Macau authorities continue to crack down on the unauthorized use of China UnionPay bank cards to facilitate bogus cash transactions.
On Friday, Macau Judiciary Police (JP) announced the arrests of 23 individuals following investigations of 13 retail shops. In eight of these shops, police seized UnionPay terminals that had been modified to process transactions as if they were occurring on the Chinese mainland.
Mark Sou Sio Keong, the JP’s head of IT crimes, said police had found a local workshop in which the UnionPay terminals were being modified, after which they were sold to other local shops. Sou said police had also seized HKD 7.5m ($967k) in cash during their investigation.
A police spokesman told GGRAsia that the terminals had been modified for “gaming purposes.” The shops in question were registered as jewelry or electronic equipment sales outlets but the spokesman said they were suspected of conducting “pawnshop-like” business.
Macau’s pawnshops have long been a popular method of circumventing limits on how much cash Chinese gamblers are allowed to take off the mainland. The shops sell luxury goods like watches and jewelry to these gamblers, who then immediately return the item for cash, minus a commission.
Ten of the 23 arrested individuals reportedly worked as “tip hustlers” in Macau casinos, directing gamblers in need of cash to the shops to engage in these type of dodgy transactions. Police said the arrests represented the first “large-scale operation of tampering with POS terminals” and the suspicion is that many more modified terminals are in use at other shops.
The terminals had also been modified to avoid the 1.5% handling fee that UnionPay imposes when its point-of-sale terminals are used in connection with local banks. Mainland-based terminals charge a maximum fee of RMB 26 (US $3.75) regardless of the size of the transaction. The shops used this fee discrepancy to collect a percentage of the illegal transaction from customers.
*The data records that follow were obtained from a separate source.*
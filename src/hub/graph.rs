//! Hub 计算图
//!
//! 提供节点 arena 与变更传播：
//! - 节点按创建顺序编号，订阅只能指向已存在的节点，ID 顺序即拓扑序
//! - 源节点写入后按 ID 升序推进工作队列，菱形依赖中每个节点只在全部上游就绪后计算一次
//! - 某个节点失败不会阻断其它分支，失败节点的下游保持旧结果
//! - 所有操作同步完成，调用返回时整张图已收敛

use std::collections::{BTreeMap, HashSet, VecDeque};
use std::sync::Arc;

use parking_lot::Mutex;

use super::node::{ChainHub, Node, Slot, SourceNode};
use super::pairs::PairHub;
use super::{Handle, HubEvent, Indicator, NodeId, PairIndicator, Provider, SourceHandle};
use crate::series::{CacheAct, Series, SeriesCache, Timestamp};
use crate::utils::config::HubConfig;
use crate::{HubError, Result};

/// 跨线程共享的计算图 (同一时刻只有一个写入者)
pub type SharedGraph = Arc<Mutex<HubGraph>>;

/// 计算图
pub struct HubGraph {
    slots: Vec<Slot>,
    config: HubConfig,
}

impl Default for HubGraph {
    fn default() -> Self {
        Self {
            slots: Vec::new(),
            config: HubConfig::default(),
        }
    }
}

impl HubGraph {
    pub fn new() -> Self {
        Self::default()
    }

    pub fn with_config(config: HubConfig) -> Result<Self> {
        config.validate()?;
        Ok(Self {
            slots: Vec::new(),
            config,
        })
    }

    pub fn config(&self) -> &HubConfig {
        &self.config
    }

    pub fn into_shared(self) -> SharedGraph {
        Arc::new(Mutex::new(self))
    }

    pub fn node_count(&self) -> usize {
        self.slots.len()
    }

    pub(crate) fn slots(&self) -> &[Slot] {
        &self.slots
    }

    pub(crate) fn slots_mut(&mut self) -> &mut [Slot] {
        &mut self.slots
    }

    // ═══════════════════════════════════════════════════════════════════════
    // 节点管理
    // ═══════════════════════════════════════════════════════════════════════

    /// 新建源节点
    pub fn add_source<T>(&mut self, name: impl Into<String>) -> SourceHandle<T>
    where
        T: Series + Clone + PartialEq + Send + 'static,
    {
        let name = name.into();
        log::info!("Source {} created", name);
        let node = SourceNode::<T>::new(name, self.config.overflow_threshold);
        SourceHandle::new(self.insert_node(Box::new(node)))
    }

    /// 在 provider 上挂接单上游公式，并用上游现有历史完成回填
    ///
    /// 回填失败 (构造错误) 时节点不会进入图
    pub fn attach<I, F>(&mut self, provider: &impl Provider<I>, formula: F) -> Result<Handle<F::Output>>
    where
        I: Series + Send + 'static,
        F: Indicator<I>,
    {
        let provider_id = provider.node_id();
        self.slot(provider_id)?;

        let mut node = ChainHub::<I, F>::new(formula, provider_id);
        if let Err(err) = node.rebuild(&self.slots) {
            log::warn!("{}: construction failed: {}", node.name(), err);
            return Err(err);
        }

        log::info!("{} attached to {} ({} records)", node.name(), self.slots[provider_id.0].node.name(), node.len());
        Ok(Handle::new(self.insert_node(Box::new(node))))
    }

    /// 挂接双上游公式，两侧现有历史必须按位置对齐
    pub fn attach_pair<I, F>(
        &mut self,
        a: &impl Provider<I>,
        b: &impl Provider<I>,
        formula: F,
    ) -> Result<Handle<F::Output>>
    where
        I: Series + Send + 'static,
        F: PairIndicator<I>,
    {
        let (a, b) = (a.node_id(), b.node_id());
        self.slot(a)?;
        self.slot(b)?;

        let mut node = PairHub::<I, F>::new(formula, a, b);
        if let Err(err) = node.rebuild(&self.slots) {
            log::warn!("{}: construction failed: {}", node.name(), err);
            return Err(err);
        }

        log::info!("{} attached to {} and {}", node.name(), a, b);
        Ok(Handle::new(self.insert_node(Box::new(node))))
    }

    fn insert_node(&mut self, node: Box<dyn Node>) -> NodeId {
        let id = NodeId(self.slots.len());
        let providers = node.providers().to_vec();
        self.slots.push(Slot::new(node));
        for provider in providers {
            self.subscribe(provider, id);
        }
        id
    }

    fn subscribe(&mut self, provider: NodeId, observer: NodeId) {
        let observers = &mut self.slots[provider.0].observers;
        if !observers.contains(&observer) {
            observers.push(observer);
        }
    }

    fn slot(&self, id: NodeId) -> Result<&Slot> {
        self.slots.get(id.0).ok_or(HubError::NodeNotFound(id))
    }

    fn source_mut<T>(&mut self, id: NodeId) -> Result<&mut SourceNode<T>>
    where
        T: Series + Clone + PartialEq + Send + 'static,
    {
        self.slots
            .get_mut(id.0)
            .ok_or(HubError::NodeNotFound(id))?
            .node
            .as_any_mut()
            .downcast_mut::<SourceNode<T>>()
            .ok_or(HubError::TypeMismatch(id))
    }

    // ═══════════════════════════════════════════════════════════════════════
    // 写入 (只有源节点接受)
    // ═══════════════════════════════════════════════════════════════════════

    /// 写入一条记录：追加/迟到插入/原位修正/幂等重发
    pub fn add<T>(&mut self, source: &SourceHandle<T>, record: T) -> Result<CacheAct>
    where
        T: Series + Clone + PartialEq + Send + 'static,
    {
        let id = source.node_id();
        let act = {
            let node = self.source_mut::<T>(id)?;
            node.ensure_healthy()?;
            node.plan(&record)
        };

        if !matches!(act, CacheAct::NoopResend(_)) {
            self.check_retained(id, act.index())?;
        }

        // 被拒绝的写入不计入溢出保护
        let events = {
            let node = self.source_mut::<T>(id)?;
            node.track_arrival(record.timestamp())?;
            node.commit(act, record)?
        };
        self.propagate(id, events)?;
        self.auto_prune()?;
        Ok(act)
    }

    /// 迟到记录写入 (与 `add` 相同的判定，位置由时间键决定)
    pub fn insert<T>(&mut self, source: &SourceHandle<T>, record: T) -> Result<CacheAct>
    where
        T: Series + Clone + PartialEq + Send + 'static,
    {
        let timestamp = record.timestamp();
        let act = self.add(source, record)?;
        log::debug!("Late arrival at {} resolved as {:?}", timestamp, act);
        Ok(act)
    }

    /// 批量写入，`ordered = false` 时先按时间键排序 (同一时间键后写覆盖先写)
    ///
    /// 返回真正改变了缓存的记录数
    pub fn add_batch<T>(&mut self, source: &SourceHandle<T>, mut records: Vec<T>, ordered: bool) -> Result<usize>
    where
        T: Series + Clone + PartialEq + Send + 'static,
    {
        if !ordered {
            records.sort_by_key(|r| r.timestamp());
        }

        let mut applied = 0;
        for record in records {
            if !matches!(self.add(source, record)?, CacheAct::NoopResend(_)) {
                applied += 1;
            }
        }
        Ok(applied)
    }

    /// 按位置删除
    pub fn remove_at<T>(&mut self, source: &SourceHandle<T>, index: usize) -> Result<T>
    where
        T: Series + Clone + PartialEq + Send + 'static,
    {
        let id = source.node_id();
        {
            let node = self.source_mut::<T>(id)?;
            node.ensure_healthy()?;
            node.cache().get(index)?;
        }
        self.check_retained(id, index)?;

        let (removed, events) = self.source_mut::<T>(id)?.delete(index)?;
        self.propagate(id, events)?;
        Ok(removed)
    }

    /// 删除与 record 完全一致的缓存记录，返回其原位置
    pub fn remove<T>(&mut self, source: &SourceHandle<T>, record: &T) -> Result<usize>
    where
        T: Series + Clone + PartialEq + Send + 'static,
    {
        let timestamp = record.timestamp();
        let index = {
            let cache = self.cache(source)?;
            cache
                .position_of(timestamp, true)
                .filter(|&i| &cache[i] == record)
                .ok_or(HubError::RecordNotFound(timestamp))?
        };
        self.remove_at(source, index)?;
        Ok(index)
    }

    /// 删除 [from, len)，返回删除数量
    pub fn remove_range<T>(&mut self, source: &SourceHandle<T>, from: usize) -> Result<usize>
    where
        T: Series + Clone + PartialEq + Send + 'static,
    {
        let id = source.node_id();
        self.source_mut::<T>(id)?.ensure_healthy()?;
        if from < self.slot(id)?.node.len() {
            self.check_retained(id, from)?;
        }

        let (removed, events) = self.source_mut::<T>(id)?.truncate_from(from)?;
        self.propagate(id, events)?;
        Ok(removed)
    }

    // ═══════════════════════════════════════════════════════════════════════
    // 查询
    // ═══════════════════════════════════════════════════════════════════════

    pub fn cache<T: 'static>(&self, provider: &impl Provider<T>) -> Result<&SeriesCache<T>> {
        let id = provider.node_id();
        self.slot(id)?
            .node
            .cache_any()
            .downcast_ref::<SeriesCache<T>>()
            .ok_or(HubError::TypeMismatch(id))
    }

    /// 节点当前的全部输出 (按时间升序)
    pub fn results<T: Series + 'static>(&self, provider: &impl Provider<T>) -> Result<&[T]> {
        self.cache(provider).map(|c| c.as_slice())
    }

    pub fn name_of(&self, id: NodeId) -> Result<&str> {
        Ok(self.slot(id)?.node.name())
    }

    pub fn subscriber_count(&self, id: NodeId) -> Result<usize> {
        Ok(self.slot(id)?.observers.len())
    }

    pub fn is_faulted(&self, id: NodeId) -> Result<bool> {
        Ok(self.slot(id)?.node.is_faulted())
    }

    pub fn reset_fault(&mut self, id: NodeId) -> Result<()> {
        self.slot(id)?;
        self.slots[id.0].node.reset_fault();
        log::info!("{}: fault cleared", self.slots[id.0].node.name());
        Ok(())
    }

    // ═══════════════════════════════════════════════════════════════════════
    // 订阅管理
    // ═══════════════════════════════════════════════════════════════════════

    /// 停止接收上游通知，已有结果保留但不再更新
    pub fn unsubscribe(&mut self, id: NodeId) -> Result<()> {
        let providers = self.slot(id)?.node.providers().to_vec();
        for provider in providers {
            self.slots[provider.0].observers.retain(|o| *o != id);
        }
        log::info!("{}: unsubscribed", self.slots[id.0].node.name());
        Ok(())
    }

    /// 通知所有订阅者结束，返回解除订阅的数量
    pub fn end_transmission(&mut self, id: NodeId) -> Result<usize> {
        let observers = self.slot(id)?.observers.clone();
        for observer in &observers {
            self.unsubscribe(*observer)?;
        }
        log::info!("{}: transmission ended ({} observers)", self.slots[id.0].node.name(), observers.len());
        Ok(observers.len())
    }

    /// 重新订阅上游并基于上游当前内容重建自身及下游
    pub fn reinitialize(&mut self, id: NodeId) -> Result<()> {
        let providers = self.slot(id)?.node.providers().to_vec();
        for provider in providers {
            self.subscribe(provider, id);
        }
        self.rebuild(id)
    }

    /// 基于上游保留的历史完整重建自身及所有下游
    pub fn rebuild(&mut self, id: NodeId) -> Result<()> {
        self.slot(id)?;
        let mut first_error = None;
        for node in self.affected_nodes(id) {
            let (upstream, rest) = self.slots.split_at_mut(node.0);
            if let Err(err) = rest[0].node.rebuild(upstream) {
                log::warn!("{}: rebuild failed: {}", rest[0].node.name(), err);
                first_error.get_or_insert(err);
            }
        }
        first_error.map_or(Ok(()), Err)
    }

    /// 从 timestamp 起 (含) 重算，结果变化的部分继续向下游传播
    pub fn rebuild_since<T>(&mut self, provider: &impl Provider<T>, timestamp: Timestamp) -> Result<()>
    where
        T: Series + 'static,
    {
        let id = provider.node_id();
        let start = self.cache(provider)?.insertion_point(timestamp);
        let events = {
            let (upstream, rest) = self.slots.split_at_mut(id.0);
            rest[0].node.react(upstream, start)?
        };
        self.propagate(id, events)
    }

    // ═══════════════════════════════════════════════════════════════════════
    // 传播
    // ═══════════════════════════════════════════════════════════════════════

    /// 自身 + 全部下游 (按拓扑序)
    fn affected_nodes(&self, origin: NodeId) -> Vec<NodeId> {
        let mut affected = HashSet::new();
        let mut queue = VecDeque::from([origin]);

        while let Some(id) = queue.pop_front() {
            if affected.insert(id) {
                queue.extend(self.slots[id.0].observers.iter().copied());
            }
        }

        let mut ordered: Vec<NodeId> = affected.into_iter().collect();
        ordered.sort();
        ordered
    }

    /// 位置 index 的变更是否会让某个下游需要已裁剪的历史
    ///
    /// 按传播时的顺序推演每个节点收到的最小起点：向前看的节点
    /// 会把起点再往前推 right_span 个位置
    fn check_retained(&self, origin: NodeId, index: usize) -> Result<()> {
        let mut starts = BTreeMap::from([(origin, index)]);
        while let Some((id, start)) = starts.pop_first() {
            let slot = &self.slots[id.0];
            slot.node.check_retained(start)?;

            let emitted = start.saturating_sub(slot.node.right_span());
            for observer in &slot.observers {
                starts
                    .entry(*observer)
                    .and_modify(|s| *s = (*s).min(emitted))
                    .or_insert(emitted);
            }
        }
        Ok(())
    }

    /// 每个节点因上游向前看而额外回退的最大位置数
    pub(crate) fn upstream_leads(&self) -> Vec<usize> {
        let mut leads = vec![0; self.slots.len()];
        for (index, slot) in self.slots.iter().enumerate() {
            let lead = slot
                .node
                .providers()
                .iter()
                .map(|p| leads[p.0] + self.slots[p.0].node.right_span())
                .max()
                .unwrap_or(0);
            leads[index] = lead;
        }
        leads
    }

    fn enqueue(&self, pending: &mut BTreeMap<NodeId, usize>, from: NodeId, events: &[HubEvent]) {
        let Some(start) = events.iter().map(HubEvent::start).min() else {
            return;
        };
        for observer in &self.slots[from.0].observers {
            pending
                .entry(*observer)
                .and_modify(|s| *s = (*s).min(start))
                .or_insert(start);
        }
    }

    /// 把 origin 的事件推到整张图
    pub(crate) fn propagate(&mut self, origin: NodeId, events: Vec<HubEvent>) -> Result<()> {
        let mut pending = BTreeMap::new();
        self.enqueue(&mut pending, origin, &events);

        let mut first_error = None;
        while let Some((id, start)) = pending.pop_first() {
            let (upstream, rest) = self.slots.split_at_mut(id.0);
            let slot = &mut rest[0];
            match slot.node.react(upstream, start) {
                Ok(events) => self.enqueue(&mut pending, id, &events),
                Err(err) => {
                    log::warn!("{}: update from position {} failed: {}", slot.node.name(), start, err);
                    first_error.get_or_insert(err);
                }
            }
        }
        first_error.map_or(Ok(()), Err)
    }
}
Beijing has been trying to beef up enforcement of its capital controls, including new restrictions on the amount of money UnionPay card users can withdraw from Macau ATMs in a single transaction. The total value of illegal UnionPay transactions in Macau in 2015 was $153m but this figure was expected to top $262m in 2016.
For the record, the International Monetary Fund has identified Macau as having the second-highest concentration of ATMs in the world. In 2005, Macau had 56 ATMs per 100k adults, but this figure rose to 254 ATMs in 2015, second only to South Korea’s 278. Macau’s figure is also significantly higher than the regional average of 52 in East Asia and the Pacific.